*** Dataset content

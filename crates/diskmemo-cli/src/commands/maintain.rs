//! Mutating commands: `clear`, `sweep` and `evict`

use super::{OutputFormat, to_json};
use diskmemo::DiskCache;
use std::time::Duration;

pub fn clear(cache: &DiskCache, format: OutputFormat) -> miette::Result<String> {
    let removed = cache.clear_root()?;
    tracing::info!(removed, "Cleared cache root");
    match format {
        OutputFormat::Json => to_json(&serde_json::json!({ "removed": removed })),
        OutputFormat::Text => Ok(format!("Removed {removed} cache instances")),
    }
}

pub fn sweep(cache: &DiskCache, older_than_secs: u64, format: OutputFormat) -> miette::Result<String> {
    let swept = cache.sweep_orphans(Duration::from_secs(older_than_secs))?;
    match format {
        OutputFormat::Json => to_json(&serde_json::json!({ "swept": swept })),
        OutputFormat::Text => Ok(format!("Removed {swept} uncommitted instances")),
    }
}

pub fn evict(cache: &DiskCache, format: OutputFormat) -> miette::Result<String> {
    let report = cache.enforce_limits()?;
    match format {
        OutputFormat::Json => to_json(&report),
        OutputFormat::Text => {
            let mut out = format!(
                "Evicted {} instances; {} left ({} bytes)",
                report.evicted.len(),
                report.stats.instance_count,
                report.stats.total_size_bytes
            );
            if report.shortfall {
                out.push_str("\nwarning: limits still exceeded");
            }
            Ok(out)
        }
    }
}

#[cfg(test)]
mod tests {
    use super::super::tests::populated_root;
    use super::*;

    #[test]
    fn test_sweep_keeps_committed_instances() {
        let (tmp, config) = populated_root(2);
        std::fs::create_dir(tmp.path().join("half-written__cache")).unwrap();
        let cache = DiskCache::open(&config).unwrap();

        let out = sweep(&cache, 0, OutputFormat::Text).unwrap();
        assert_eq!(out, "Removed 1 uncommitted instances");
        assert_eq!(cache.root_stats().unwrap().instance_count, 2);
    }

    #[test]
    fn test_evict_text_reports_shortfall() {
        let (_tmp, config) = populated_root(2);
        let cache = DiskCache::open(&config.max_total_size_bytes(10)).unwrap();
        let out = evict(&cache, OutputFormat::Text).unwrap();
        assert!(out.starts_with("Evicted 1 instances; 1 left"));
        assert!(out.ends_with("warning: limits still exceeded"));
    }
}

******

* Task requirements *
Give back exactly the lines that run from the line with "assert_eq!(cache.root_stats().unwrap().instance_count, 2);" through the close of the material, counting both ends, and nothing more.

* Task output *
        assert_eq!(cache.root_stats().unwrap().instance_count, 2);
    }

    #[test]
    fn test_evict_text_reports_shortfall() {
        let (_tmp, config) = populated_root(2);
        let cache = DiskCache::open(&config.max_total_size_bytes(10)).unwrap();
        let out = evict(&cache, OutputFormat::Text).unwrap();
        assert!(out.starts_with("Evicted 1 instances; 1 left"));
        assert!(out.ends_with("warning: limits still exceeded"));
    }
}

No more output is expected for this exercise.